Particles whose SingleQuadParticle.Layer uses TextureAtlas#LOCATION_PARTICLES must have an associated particle description. Otherwise, the textures required by the particle will not be added to the atlas.

ParticleProvider

Once a particle for some particle type has been created, the particle type must be linked through a ParticleProvider. ParticleProvider is a client-only class responsible for actually creating our Particles from the ParticleEngine via createParticle. While more elaborate code can be included here, many particle providers are as simple as this:

// The generic type of ParticleProvider must match the type of the particle type this provider is for.
public class MyQuadParticleProvider implements ParticleProvider<SimpleParticleType> {

// A set of particle sprites.
private final SpriteSet spriteSet;

// The registration function passes a SpriteSet, so we accept that and store it for further use.
// If your particle does not require a SpriteSet, this constructor can be omitted.
public MyParticleProvider(SpriteSet spriteSet) {
this.spriteSet = spriteSet;
}

// This is where the magic happens.
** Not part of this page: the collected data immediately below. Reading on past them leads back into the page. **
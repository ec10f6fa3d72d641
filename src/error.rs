// SPDX-License-Identifier: MPL-2.0
use std::fmt;

#[derive(Debug, Clone)]
pub enum Error {
    Io(String),
    Config(String),
    Playlist(String),
    Media(MediaError),
}

/// Reasons a media source could not be probed.
///
/// These never reach the host application: the player logs them and keeps
/// its last state. The classification only feeds the log line.
#[derive(Debug, Clone, PartialEq, Eq)]
pub enum MediaError {
    /// The URI could not be opened (missing file, unreachable host, permissions).
    Unreachable(String),

    /// The source opened but contains no video stream.
    NoVideoStream,

    /// The container reports no usable duration.
    UnknownDuration,

    /// Generic error with raw message
    Other(String),
}

impl MediaError {
    /// Categorizes a raw FFmpeg error message.
    pub fn from_message(msg: &str) -> Self {
        let msg_lower = msg.to_lowercase();

        if msg_lower.contains("no such file")
            || msg_lower.contains("not found")
            || msg_lower.contains("permission denied")
            || msg_lower.contains("connection refused")
            || msg_lower.contains("i/o error")
        {
            return MediaError::Unreachable(msg.to_string());
        }

        if msg_lower.contains("no video stream") || msg_lower.contains("no video track") {
            return MediaError::NoVideoStream;
        }

        MediaError::Other(msg.to_string())
    }
}

impl fmt::Display for MediaError {
    fn fmt(&self, f: &mut fmt::Formatter<'_>) -> fmt::Result {
        match self {
            MediaError::Unreachable(msg) => write!(f, "Source unreachable: {}", msg),
            MediaError::NoVideoStream => write!(f, "No video stream found"),
            MediaError::UnknownDuration => write!(f, "Source reports no duration"),
            MediaError::Other(msg) => write!(f, "{}", msg),
        }
    }
}

impl fmt::Display for Error {
    fn fmt(&self, f: &mut fmt::Formatter<'_>) -> fmt::Result {
        match self {
            Error::Io(e) => write!(f, "I/O Error: {}", e),
            Error::Config(e) => write!(f, "Config Error: {}", e),
            Error::Playlist(e) => write!(f, "Playlist Error: {}", e),
            Error::Media(e) => write!(f, "Media Error: {}", e),
        }
    }
}

impl std::error::Error for Error {}

impl From<MediaError> for Error {
    fn from(err: MediaError) -> Self {
        Error::Media(err)
    }
}

impl From<std::io::Error> for Error {
    fn from(err: std::io::Error) -> Self {
        Error::Io(err.to_string())
    }
}

impl From<toml::de::Error> for Error {
    fn from(err: toml::de::Error) -> Self {
        Error::Config(err.to_string())
    }
}

impl From<toml::ser::Error> for Error {
    fn from(err: toml::ser::Error) -> Self {
        Error::Config(err.to_string())
    }
}

pub type Result<T> = std::result::Result<T, Error>;

#[cfg(test)]
mod tests {
    use super::*;

    #[test]
    fn display_formats_io_error() {
        let err = Error::Io("disk failure".to_string());
        assert_eq!(format!("{}", err), "I/O Error: disk failure");
    }

    #[test]
    fn from_io_error_produces_io_variant() {
        let io_error = std::io::Error::other("boom");
        let err: Error = io_error.into();
        match err {
            Error::Io(message) => assert!(message.contains("boom")),
            _ => panic!("expected Io variant"),
        }
    }

    #[test]
    fn config_error_formats_properly() {
        let err = Error::Config("bad field".into());
        assert_eq!(format!("{}", err), "Config Error: bad field");
    }

    #[test]
    fn playlist_error_formats_properly() {
        let err = Error::Playlist("duplicate id 'a'".into());
        assert_eq!(format!("{}", err), "Playlist Error: duplicate id 'a'");
    }

    #[test]
    fn toml_error_becomes_config_error() {
        let parse: std::result::Result<toml::Value, _> = toml::from_str("= broken");
        let err: Error = parse.unwrap_err().into();
        assert!(matches!(err, Error::Config(_)));
    }

    #[test]
    fn media_error_from_message_unreachable() {
        let err = MediaError::from_message("No such file or directory");
        assert!(matches!(err, MediaError::Unreachable(_)));
    }

    #[test]
    fn media_error_from_message_no_stream() {
        let err = MediaError::from_message("No video stream found in file");
        assert_eq!(err, MediaError::NoVideoStream);
    }

    #[test]
    fn media_error_from_message_fallback() {
        let err = MediaError::from_message("Invalid data found when processing input");
        assert!(matches!(err, MediaError::Other(_)));
    }

    #[test]
    fn media_error_wraps_into_error() {
        let err: Error = MediaError::NoVideoStream.into();
        assert_eq!(format!("{}", err), "Media Error: No video stream found");
    }
}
We return a new particle each time this method is called!
// The type of the first parameter matches the generic type passed to the super interface.
@Override
@Nullable
public Particle createParticle(SimpleParticleType particleType, ClientLevel level, double x, double y, double z, double xd, double yd, double zd, RandomSource random
) {
// We don't use the type, speed deltas, or engine random.
return new MyQuadParticle(level, x, y, z, this.spriteSet);
}
}

Your particle provider must then be associated with the particle type in the client-side mod bus event RegisterParticleProvidersEvent:

@SubscribeEvent // on the mod event bus only on the physical client
public static void registerParticleProviders(RegisterParticleProvidersEvent event) {
// There are multiple ways to register providers, all differing in the functional type they provide in the
// second parameter. For example, #registerSpriteSet represents a Function<SpriteSet, ParticleProvider<?>>:
event.registerSpriteSet(MyParticleTypes.MY_QUAD_PARTICLE.get(), MyQuadParticleProvider::new);

// #registerSpecial, on the other hand, maps to a ParticleProvider<?>.
// This should be used if the sprite is not obtained from the particle description.
}
warning

If registerSpriteSet is used, then the particle type must also have an associated particle description. Otherwise, an exception will be thrown stating it 'Failed to load description'.